Economia & Mercados
12/06/2018 16:59

Pão de Açúcar diz que não mudou premissas orçamentárias após efeitos da greve


O presidente do Grupo Pão de Açúcar (GPA) afirmou que a companhia não teve até o momento nenhuma alteração de planejamento provocada pelos acontecimentos das últimas semanas que afetaram as vendas do varejo, como a greve dos caminhoneiros e a crise de desabastecimento. Ele afirmou que "neste momento nada justifica que se mude a estratégia", ressaltando que essa visão vale tanto para o negócio de varejo alimentar como para a Via Varejo.

Estermann, que participa nesta terça-feira de evento com varejistas em São Paulo, afirmou que a paralisação de caminhoneiros trouxe consequências "importantes", mas completou que o impacto é reversível: "não foi nada que não se consiga recuperar".

Apesar dessa avaliação, Estermann disse que o negócio da Via Varejo, empresa de comércio de eletroeletrônicos, é naturalmente mais suscetível a impactos do ambiente macroeconômico do que o varejo alimentar, que é um negócio mais resiliente. Ao fazer essa ponderação, ele considerou que será preciso avaliar o andamento da economia neste segundo semestre para tomar decisões na Via Varejo. Ele garantiu, no entanto, que projetos determinantes para aceleração das receitas serão mantidos e concluídos.

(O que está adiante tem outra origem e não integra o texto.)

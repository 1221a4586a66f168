//! PCI sysfs helpers
//!
//! Reads accelerator identity and NUMA placement from a sysfs-style
//! `bus/pci/devices` directory. The same routines serve the real host tree and
//! the tree generated by the synthetic backend.

use std::fmt;
use std::fs;
use std::path::Path;

use once_cell::sync::Lazy;
use regex::Regex;
use tracing::{debug, trace};

use super::{HlmlError, HABANA_VENDOR_ID};

/// Host PCI devices directory
pub const PCI_DEVICES_ROOT: &str = "/sys/bus/pci/devices";

static BUS_ID: Lazy<Regex> = Lazy::new(|| {
    Regex::new(r"^([0-9a-fA-F]{4}:[0-9a-fA-F]{2}):[0-9a-fA-F]{2}\.[0-7]$")
        .expect("bus id pattern is valid")
});

const GOYA: &[&str] = &["0001"];
// Gaudi family includes Gaudi 1 and Gaudi 2
const GAUDI: &[&str] = &[
    "1000", "1001", "1010", "1011", "1020", "1030", "1060", "1061", "1062",
];
const GRECO: &[&str] = &["0020", "0030"];

/// Accelerator family
#[derive(Debug, Clone, Copy, PartialEq, Eq)]
pub enum DeviceFamily {
    Goya,
    Gaudi,
    Greco,
}

impl DeviceFamily {
    /// Classify a device id by its suffix
    pub fn from_device_id(device_id: &str) -> Option<Self> {
        let matches = |family: &[&str]| family.iter().any(|m| device_id.ends_with(m));

        if matches(GOYA) {
            Some(DeviceFamily::Goya)
        } else if matches(GAUDI) {
            Some(DeviceFamily::Gaudi)
        } else if matches(GRECO) {
            Some(DeviceFamily::Greco)
        } else {
            None
        }
    }
}

impl fmt::Display for DeviceFamily {
    fn fmt(&self, f: &mut fmt::Formatter<'_>) -> fmt::Result {
        match self {
            DeviceFamily::Goya => write!(f, "goya"),
            DeviceFamily::Gaudi => write!(f, "gaudi"),
            DeviceFamily::Greco => write!(f, "greco"),
        }
    }
}

/// Check that `bus_id` looks like `dddd:bb:ss.f`
pub fn is_bus_id(bus_id: &str) -> bool {
    BUS_ID.is_match(bus_id)
}

/// The `dddd:bb` prefix of a bus address, naming its PCI root
pub fn pci_domain_bus(bus_id: &str) -> Option<&str> {
    BUS_ID
        .captures(bus_id)
        .and_then(|cap| cap.get(1))
        .map(|m| m.as_str())
}

/// Read a `0x`-prefixed id file of a device, returning the bare hex digits
pub fn read_id_from_file(
    base: &Path,
    bus_id: &str,
    property: &str,
) -> Result<String, HlmlError> {
    let path = base.join(bus_id).join(property);
    let data = fs::read_to_string(&path).map_err(|e| {
        HlmlError::NotFound(format!(
            "could not read {} for device {}: {}",
            property, bus_id, e
        ))
    })?;

    let id = data.get(2..).ok_or_else(|| {
        HlmlError::InvalidArgument(format!("{} of device {} is too short", property, bus_id))
    })?;

    Ok(id.trim_matches('\n').to_string())
}

/// Read a device id file and parse it as a 16-bit number
pub fn read_hex_id(base: &Path, bus_id: &str, property: &str) -> Result<u16, HlmlError> {
    let id = read_id_from_file(base, bus_id, property)?;
    u16::from_str_radix(id.trim(), 16).map_err(|e| {
        HlmlError::InvalidArgument(format!(
            "{} of device {} is not hex ({:?}): {}",
            property, bus_id, id, e
        ))
    })
}

/// Scan `pci_root` for Habana devices and classify the first one found
pub fn scan_device_family(pci_root: &Path) -> Result<DeviceFamily, HlmlError> {
    let entries = fs::read_dir(pci_root).map_err(|e| {
        HlmlError::NotFound(format!("error accessing file path {:?}: {}", pci_root, e))
    })?;

    let mut names = Vec::new();
    for entry in entries {
        let entry = entry?;
        if entry.file_type()?.is_dir() {
            trace!(entry = ?entry.file_name(), "Not a device, continuing");
            continue;
        }
        names.push(entry.file_name().to_string_lossy().into_owned());
    }
    names.sort();

    for name in &names {
        let vendor = read_id_from_file(pci_root, name, "vendor")?;
        if vendor != format!("{:04x}", HABANA_VENDOR_ID) {
            continue;
        }

        let device_id = read_id_from_file(pci_root, name, "device")?;
        debug!(bus_id = %name, device_id = %device_id, "Found Habana device");

        return DeviceFamily::from_device_id(&device_id).ok_or_else(|| {
            HlmlError::NotFound(format!(
                "device id {} of {} is not a recognized accelerator",
                device_id, name
            ))
        });
    }

    Err(HlmlError::NotFound(
        "no habana devices on the system".to_string(),
    ))
}

/// NUMA node of the device at `bus_id`, `None` if NUMA is not reported
pub fn read_numa_node(pci_root: &Path, bus_id: &str) -> Result<Option<u32>, HlmlError> {
    let path = pci_root.join(bus_id.to_lowercase()).join("numa_node");

    // NUMA support disabled
    let Ok(content) = fs::read_to_string(&path) else {
        return Ok(None);
    };

    let node: i32 = content.trim().parse().map_err(|e| {
        HlmlError::Unknown(format!("failed to retrieve CPU affinity: {}", e))
    })?;

    if node < 0 {
        return Ok(None);
    }

    Ok(Some(node as u32))
}
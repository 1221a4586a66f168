//! On-disk hardware topology synthesis
//!
//! Lays out, under the fleet root:
//!
//! ```text
//! dev/accel/accel<i>                      char 508:2i
//! dev/accel/accel_controlD<i>             char 508:2i+1
//! sys/bus/pci/devices/<bus_id>         -> ../../../devices/pci<dddd:bb>/<bus_id>
//! sys/devices/pci<dddd:bb>/<bus_id>/{vendor,device,numa_node}
//! ```
//!
//! Existing trees are removed and rebuilt.

use std::ffi::CString;
use std::fs;
use std::io;
use std::os::unix::ffi::OsStrExt;
use std::os::unix::fs::symlink;
use std::path::{Path, PathBuf};

use thiserror::Error;
use tracing::{debug, info};

use super::config::FleetConfig;
use super::fleet::SimulatedFleet;
use crate::device::sysfs;

/// Major number of accel character devices
pub const ACCEL_MAJOR: u32 = 508;

#[derive(Debug, Error)]
pub enum TopologyError {
    #[error("failed to remove existing directory {path:?}: {source}")]
    RemoveExisting { path: PathBuf, source: io::Error },

    #[error("failed to create directory {path:?}: {source}")]
    CreateDirectory { path: PathBuf, source: io::Error },

    #[error("failed to create device node {path:?}: {source}")]
    CreateDeviceNode { path: PathBuf, source: io::Error },

    #[error("failed to create target directory {path:?}: {source}")]
    CreateTargetDirectory { path: PathBuf, source: io::Error },

    #[error("failed to create symlink {path:?} -> {target:?}: {source}")]
    CreateSymlink {
        path: PathBuf,
        target: PathBuf,
        source: io::Error,
    },

    #[error("failed to create file {path:?}: {source}")]
    CreateFile { path: PathBuf, source: io::Error },

    #[error("malformed bus id {0:?}")]
    InvalidBusId(String),
}

/// NUMA node of device `index` out of `count` spread over `nodes` nodes
pub fn numa_placement(index: u32, count: u32, nodes: u32) -> Option<u32> {
    if nodes == 0 || count == 0 {
        return None;
    }
    Some((u64::from(index) * u64::from(nodes) / u64::from(count)) as u32)
}

/// Rebuild the whole topology of `fleet` under `config.path`
pub fn build(config: &FleetConfig, fleet: &SimulatedFleet) -> Result<(), TopologyError> {
    if config.device_nodes {
        create_device_nodes(&config.dev_root(), fleet.len() as u32)?;
    } else {
        debug!("Skipping device node creation");
    }

    create_pci_tree(config, fleet)?;

    info!(
        root = ?config.path,
        devices = fleet.len(),
        numa_nodes = config.numa_nodes,
        "Synthesized accelerator topology"
    );
    Ok(())
}

fn reset_dir(path: &Path) -> Result<(), TopologyError> {
    match fs::remove_dir_all(path) {
        Ok(()) => {}
        Err(e) if e.kind() == io::ErrorKind::NotFound => {}
        Err(source) => {
            return Err(TopologyError::RemoveExisting {
                path: path.to_path_buf(),
                source,
            })
        }
    }

    fs::create_dir_all(path).map_err(|source| TopologyError::CreateDirectory {
        path: path.to_path_buf(),
        source,
    })
}

/// Create `accel<i>` and `accel_controlD<i>` nodes for `count` devices
pub fn create_device_nodes(dev_root: &Path, count: u32) -> Result<(), TopologyError> {
    reset_dir(dev_root)?;

    for i in 0..count {
        mknod_char(&dev_root.join(format!("accel{}", i)), ACCEL_MAJOR, i * 2)?;
        mknod_char(
            &dev_root.join(format!("accel_controlD{}", i)),
            ACCEL_MAJOR,
            i * 2 + 1,
        )?;
    }

    Ok(())
}

fn mknod_char(path: &Path, major: u32, minor: u32) -> Result<(), TopologyError> {
    let node_error = |source| TopologyError::CreateDeviceNode {
        path: path.to_path_buf(),
        source,
    };

    let c_path = CString::new(path.as_os_str().as_bytes())
        .map_err(|e| node_error(io::Error::new(io::ErrorKind::InvalidInput, e)))?;

    // SAFETY: `c_path` is a valid NUL-terminated path.
    let rc = unsafe {
        libc::mknod(
            c_path.as_ptr(),
            libc::S_IFCHR | 0o600,
            libc::makedev(major, minor),
        )
    };

    if rc != 0 {
        return Err(node_error(io::Error::last_os_error()));
    }
    Ok(())
}

/// Create the symlinked PCI device tree with identity and NUMA files
pub fn create_pci_tree(config: &FleetConfig, fleet: &SimulatedFleet) -> Result<(), TopologyError> {
    let pci_root = config.pci_devices_root();
    reset_dir(&pci_root)?;
    reset_dir(&config.physical_root())?;

    let count = fleet.len() as u32;
    for (i, device) in fleet.iter().enumerate() {
        let domain_bus = sysfs::pci_domain_bus(&device.bus_id)
            .ok_or_else(|| TopologyError::InvalidBusId(device.bus_id.clone()))?;

        let target = PathBuf::from(format!(
            "../../../devices/pci{}/{}",
            domain_bus, device.bus_id
        ));
        let full_target = config
            .physical_root()
            .join(format!("pci{}", domain_bus))
            .join(&device.bus_id);

        fs::create_dir_all(&full_target).map_err(|source| {
            TopologyError::CreateTargetDirectory {
                path: full_target.clone(),
                source,
            }
        })?;

        let link = pci_root.join(&device.bus_id);
        symlink(&target, &link).map_err(|source| TopologyError::CreateSymlink {
            path: link.clone(),
            target: target.clone(),
            source,
        })?;

        write_file(&full_target.join("vendor"), &format!("0x{:04x}", device.pci_id.vendor))?;
        write_file(&full_target.join("device"), &format!("0x{:04x}", device.pci_id.device))?;
        if let Some(node) = numa_placement(i as u32, count, config.numa_nodes) {
            write_file(&full_target.join("numa_node"), &node.to_string())?;
        }
    }

    Ok(())
}

fn write_file(path: &Path, content: &str) -> Result<(), TopologyError> {
    fs::write(path, content).map_err(|source| TopologyError::CreateFile {
        path: path.to_path_buf(),
        source,
    })
}
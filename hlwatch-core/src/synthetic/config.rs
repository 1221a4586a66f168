//! Synthetic fleet configuration

use std::path::{Path, PathBuf};

use serde::{Deserialize, Serialize};
use thiserror::Error;
use tracing::info;

use crate::device::PciId;

/// Environment variable carrying a YAML fleet description
pub const FAKEACCEL_SPEC_ENV: &str = "FAKEACCEL_SPEC";

/// Largest fleet whose bus numbers fit in one byte
pub const MAX_DEVICE_COUNT: u32 = 256;

/// Fleet used when no override is given
pub const DEFAULT_FLEET_SPEC: &str = r#"
Path: "/tmp/gaudi2"
HLDevice: "HL2080F0"
DeviceCount: 8
NumaNodes: 2
PciID: "1da3:1020"
UnhealthyFreq: 0.1
TimeoutFreq: 0.1
"#;

#[derive(Debug, Error)]
pub enum FleetConfigError {
    #[error("error parsing fleet config: {0}")]
    Parse(#[from] serde_yaml::Error),

    #[error("invalid fleet config: {0}")]
    Invalid(String),
}

/// Description of a synthetic accelerator fleet
#[derive(Debug, Clone, PartialEq, Serialize, Deserialize)]
pub struct FleetConfig {
    /// Root under which `dev/` and `sys/` are synthesized
    #[serde(rename = "Path")]
    pub path: PathBuf,

    /// Device id segment of generated uuids
    #[serde(rename = "HLDevice", default = "default_hl_device")]
    pub hl_device: String,

    #[serde(rename = "DeviceCount")]
    pub device_count: u32,

    /// Number of NUMA nodes, 0 to expose no NUMA data
    #[serde(rename = "NumaNodes", default)]
    pub numa_nodes: u32,

    /// PCI identity as `vendor:device`
    #[serde(rename = "PciID")]
    pub pci_id: String,

    /// Probability that a wait on a registered device reports a critical error
    #[serde(rename = "UnhealthyFreq", default)]
    pub unhealthy_freq: f64,

    /// Probability that a wait on a registered device times out
    #[serde(rename = "TimeoutFreq", default)]
    pub timeout_freq: f64,

    /// Fixed seed for the random source
    #[serde(rename = "Seed", default, skip_serializing_if = "Option::is_none")]
    pub seed: Option<u64>,

    /// Create character device nodes (needs CAP_MKNOD)
    #[serde(rename = "DeviceNodes", default = "default_device_nodes")]
    pub device_nodes: bool,
}

fn default_hl_device() -> String {
    "HL2080F0".to_string()
}

fn default_device_nodes() -> bool {
    true
}

impl Default for FleetConfig {
    fn default() -> Self {
        Self {
            path: PathBuf::from("/tmp/gaudi2"),
            hl_device: default_hl_device(),
            device_count: 8,
            numa_nodes: 2,
            pci_id: "1da3:1020".to_string(),
            unhealthy_freq: 0.1,
            timeout_freq: 0.1,
            seed: None,
            device_nodes: true,
        }
    }
}

impl FleetConfig {
    /// Parse and validate a YAML fleet description
    pub fn from_yaml(yaml: &str) -> Result<Self, FleetConfigError> {
        let config: FleetConfig = serde_yaml::from_str(yaml)?;
        config.validate()?;
        Ok(config)
    }

    /// Read the fleet from `FAKEACCEL_SPEC`, falling back to the default fleet
    pub fn from_env() -> Result<Self, FleetConfigError> {
        match std::env::var(FAKEACCEL_SPEC_ENV) {
            Ok(spec) if !spec.is_empty() && spec != "default" => {
                info!("FAKEACCEL_SPEC detected, using custom synthetic fleet");
                Self::from_yaml(&spec)
            }
            _ => Self::from_yaml(DEFAULT_FLEET_SPEC),
        }
    }

    pub fn validate(&self) -> Result<(), FleetConfigError> {
        for (name, freq) in [
            ("UnhealthyFreq", self.unhealthy_freq),
            ("TimeoutFreq", self.timeout_freq),
        ] {
            if !(0.0..=1.0).contains(&freq) {
                return Err(FleetConfigError::Invalid(format!(
                    "{} must be within [0, 1], got {}",
                    name, freq
                )));
            }
        }

        if self.path.as_os_str().is_empty() || self.path == Path::new("/") {
            return Err(FleetConfigError::Invalid(format!(
                "Path {:?} cannot be used as a synthetic root",
                self.path
            )));
        }

        if self.device_count > MAX_DEVICE_COUNT {
            return Err(FleetConfigError::Invalid(format!(
                "DeviceCount {} exceeds {}",
                self.device_count, MAX_DEVICE_COUNT
            )));
        }

        self.parsed_pci_id()?;
        Ok(())
    }

    pub fn parsed_pci_id(&self) -> Result<PciId, FleetConfigError> {
        self.pci_id
            .parse()
            .map_err(|_| FleetConfigError::Invalid(format!("malformed PciID {:?}", self.pci_id)))
    }

    /// `<Path>/sys/bus/pci/devices`
    pub fn pci_devices_root(&self) -> PathBuf {
        self.path.join("sys/bus/pci/devices")
    }

    /// `<Path>/dev/accel`
    pub fn dev_root(&self) -> PathBuf {
        self.path.join("dev/accel")
    }

    /// `<Path>/sys/devices`, where the symlinked device directories live
    pub fn physical_root(&self) -> PathBuf {
        self.path.join("sys/devices")
    }
}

Questionado sobre a venda de televisores às vésperas da Copa do Mundo, Estermann reconheceu que a evolução tem sido "um pouco mais lenta". Ele afirmou, no entanto, que a companhia continua motivada e otimista.

Preços
O executivo reconheceu ainda que há um cenário de pressão sobre os custos de fornecedores, que, por sua vez, buscam elevar preços. No setor alimentar, ele avaliou que produtos perecíveis e proteínas tiveram uma forte ruptura em razão da paralisação de caminhoneiros. "Existe um aumento de custo para a indústria, que ela tenta repassar, mas tentar é uma coisa e repassar de fato é outra", concluiu.